▶ **WORK TASK**
Your answer should be the lines from the start of the records through the line with "use crate::auth::SessionError;", copied word for word.

▶ **INPUT FOR THIS TASK**
BEGIN

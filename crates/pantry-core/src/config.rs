//! Configuration for the retailer API session and local files.
//!
//! Settings are read from the environment (the binary loads a `.env` file
//! first). The app-credentials mode needs the client id and secret; the
//! user-OAuth mode additionally needs the redirect URI.
//!
//! Preferences are stored at `~/.pantry/preferences.json`.

use std::collections::HashMap;
use std::path::PathBuf;

use crate::auth::SessionError;

/// Application name used for the preferences directory
const APP_DIR: &str = ".pantry";

/// Preferences file name
const PREFERENCES_FILE: &str = "preferences.json";

/// Token file written by the API library after the OAuth flow completes.
/// Relative to the working directory.
pub const TOKEN_FILE: &str = ".kroger_token_user.json";

pub const CLIENT_ID_VAR: &str = "KROGER_CLIENT_ID";
pub const CLIENT_SECRET_VAR: &str = "KROGER_CLIENT_SECRET";
pub const REDIRECT_URI_VAR: &str = "KROGER_REDIRECT_URI";
pub const ZIP_CODE_VAR: &str = "KROGER_USER_ZIP_CODE";

/// Zip code used for location searches when none is configured.
pub const DEFAULT_ZIP_CODE: &str = "10001";

const KNOWN_VARS: [&str; 4] = [CLIENT_ID_VAR, CLIENT_SECRET_VAR, REDIRECT_URI_VAR, ZIP_CODE_VAR];

/// Which kind of session a caller is asking for.
#[derive(Debug, Clone, Copy, PartialEq, Eq)]
pub enum AuthMode {
    /// Client-credentials access to public catalog and location data.
    App,
    /// OAuth access bound to an end user.
    User,
}

impl AuthMode {
    /// Environment variables that must be set for this mode, in reporting order.
    pub fn required_vars(&self) -> &'static [&'static str] {
        match self {
            AuthMode::App => &[CLIENT_ID_VAR, CLIENT_SECRET_VAR],
            AuthMode::User => &[CLIENT_ID_VAR, CLIENT_SECRET_VAR, REDIRECT_URI_VAR],
        }
    }
}

/// Snapshot of the configuration values the session layer consumes.
#[derive(Debug, Clone, Default)]
pub struct Settings {
    values: HashMap<String, String>,
    token_path: Option<PathBuf>,
}

impl Settings {
    /// Read the known variables from the process environment.
    pub fn from_env() -> Self {
        Self::from_pairs(
            KNOWN_VARS
                .iter()
                .filter_map(|name| std::env::var(name).ok().map(|value| (*name, value))),
        )
    }

    /// Build settings from explicit name/value pairs.
    pub fn from_pairs<K, V>(pairs: impl IntoIterator<Item = (K, V)>) -> Self
    where
        K: Into<String>,
        V: Into<String>,
    {
        Self {
            values: pairs
                .into_iter()
                .map(|(k, v)| (k.into(), v.into()))
                .collect(),
            token_path: None,
        }
    }

    /// Override where the persisted user token is read from.
    pub fn with_token_path(mut self, path: impl Into<PathBuf>) -> Self {
        self.token_path = Some(path.into());
        self
    }

    /// Look up a value; empty strings count as unset.
    pub fn get(&self, name: &str) -> Option<&str> {
        self.values
            .get(name)
            .map(String::as_str)
            .filter(|v| !v.is_empty())
    }

    /// Names of every required variable missing for `mode`.
    pub fn missing_vars(&self, mode: AuthMode) -> Vec<String> {
        mode.required_vars()
            .iter()
            .filter(|name| self.get(name).is_none())
            .map(|name| name.to_string())
            .collect()
    }

    /// Fail with every missing variable for `mode`, not just the first.
    pub fn require(&self, mode: AuthMode) -> Result<(), SessionError> {
        let missing = self.missing_vars(mode);
        if missing.is_empty() {
            Ok(())
        } else {
            Err(SessionError::Configuration { missing })
        }
    }

    pub fn client_id(&self) -> Option<&str> {
        self.get(CLIENT_ID_VAR)
    }

    pub fn client_secret(&self) -> Option<&str> {
        self.get(CLIENT_SECRET_VAR)
    }

    pub fn redirect_uri(&self) -> Option<&str> {
        self.get(REDIRECT_URI_VAR)
    }

    /// Zip code for location searches, falling back to [`DEFAULT_ZIP_CODE`].
    pub fn zip_code(&self) -> &str {
        self.get(ZIP_CODE_VAR).unwrap_or(DEFAULT_ZIP_CODE)
    }

    pub fn token_path(&self) -> PathBuf {
        self.token_path
            .clone()
            .unwrap_or_else(|| PathBuf::from(TOKEN_FILE))
    }
}

/// Default location of the preferences file under the user's home directory.
pub fn preferences_path() -> Option<PathBuf> {
    dirs::home_dir().map(|home| home.join(APP_DIR).join(PREFERENCES_FILE))
}
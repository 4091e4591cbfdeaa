/// Format a price for display, `N/A` when the API omitted it
pub fn format_currency(value: Option<f64>) -> String {
    match value {
        Some(amount) => format!("${:.2}", amount),
        None => "N/A".to_string(),
    }
}

/// Format an optional string, returning a default if None
pub fn format_optional(value: Option<&str>, default: &str) -> String {
    value.unwrap_or(default).to_string()
}

#[cfg(test)]
mod tests {
    use super::*;

    #[test]
    fn test_format_currency() {
        assert_eq!(format_currency(Some(3.5)), "$3.50");
        assert_eq!(format_currency(Some(12.999)), "$13.00");
        assert_eq!(format_currency(Some(0.0)), "$0.00");
        assert_eq!(format_currency(None), "N/A");
    }

    #[test]
    fn test_format_optional() {
        assert_eq!(format_optional(Some("01400943"), "none"), "01400943");
        assert_eq!(format_optional(None, "none"), "none");
    }
}
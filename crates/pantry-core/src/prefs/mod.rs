//! Local preference persistence.
//!
//! This module provides the `PreferenceStore` for a single JSON preferences
//! file. The file currently models one key, the preferred store location;
//! any other keys found in the file are carried through unchanged.
//!
//! Writes go to a sibling temporary file which is then renamed over the
//! target, so readers never observe a partial write. A missing or corrupted
//! file reads as the default record.

pub mod error;
pub mod store;

pub use error::PrefsError;
pub use store::{PreferenceStore, Preferences};
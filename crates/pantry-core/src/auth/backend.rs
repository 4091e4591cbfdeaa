use std::path::Path;

use anyhow::Result;

use super::TokenRecord;
use crate::config::Settings;

/// The API library the session layer drives.
///
/// Implementations own HTTP, token exchange and the token file format.
/// [`SessionManager`](super::SessionManager) calls each method at most once
/// per accessor call, except `test_token`, which runs once per validation
/// step (cached client, restored token, refreshed token).
pub trait RetailerBackend {
    /// Authenticated client handle.
    type Client;

    /// Construct an unauthorized client from the configured app identity.
    fn new_client(&self, settings: &Settings) -> Result<Self::Client>;

    /// Run the client-credentials grant on `client`.
    fn authorize_app(&self, client: &mut Self::Client) -> Result<()>;

    /// Construct a client bound to a previously persisted user token.
    fn client_with_token(
        &self,
        settings: &Settings,
        token: TokenRecord,
        token_path: &Path,
    ) -> Result<Self::Client>;

    /// Check the client's current token against the remote service.
    fn test_token(&self, client: &Self::Client) -> bool;

    /// Exchange `refresh_token` for a new access token on `client`.
    fn refresh_token(&self, client: &mut Self::Client, refresh_token: &str) -> Result<()>;

    /// Load the persisted user token; `Ok(None)` when no token file exists.
    fn load_token(&self, path: &Path) -> Result<Option<TokenRecord>>;
}
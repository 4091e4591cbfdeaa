use thiserror::Error;

#[derive(Error, Debug)]
pub enum SessionError {
    #[error("Missing required environment variables: {}", .missing.join(", "))]
    Configuration { missing: Vec<String> },

    #[error("Failed to initialize client credentials client: {0:#}")]
    Initialization(#[source] anyhow::Error),

    /// Expected when no usable user token exists. The caller must run the
    /// OAuth flow (start, then complete) before retrying.
    #[error(
        "Authentication required. Start the OAuth flow and complete it before retrying."
    )]
    AuthenticationRequired,

    #[error("Authentication failed: {0:#}")]
    AuthenticationFailed(#[source] anyhow::Error),
}

impl SessionError {
    /// True for the expected "run the OAuth flow" signal.
    pub fn is_authentication_required(&self) -> bool {
        matches!(self, SessionError::AuthenticationRequired)
    }
}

END

▶ **ANSWER TO THIS PROBLEM**
filename crates/pantry-core/src/config.rs
//! Configuration for the retailer API session and local files.
//!
//! Settings are read from the environment (the binary loads a `.env` file
//! first). The app-credentials mode needs the client id and secret; the
//! user-OAuth mode additionally needs the redirect URI.
//!
//! Preferences are stored at `~/.pantry/preferences.json`.

use std::collections::HashMap;
use std::path::PathBuf;

use crate::auth::SessionError;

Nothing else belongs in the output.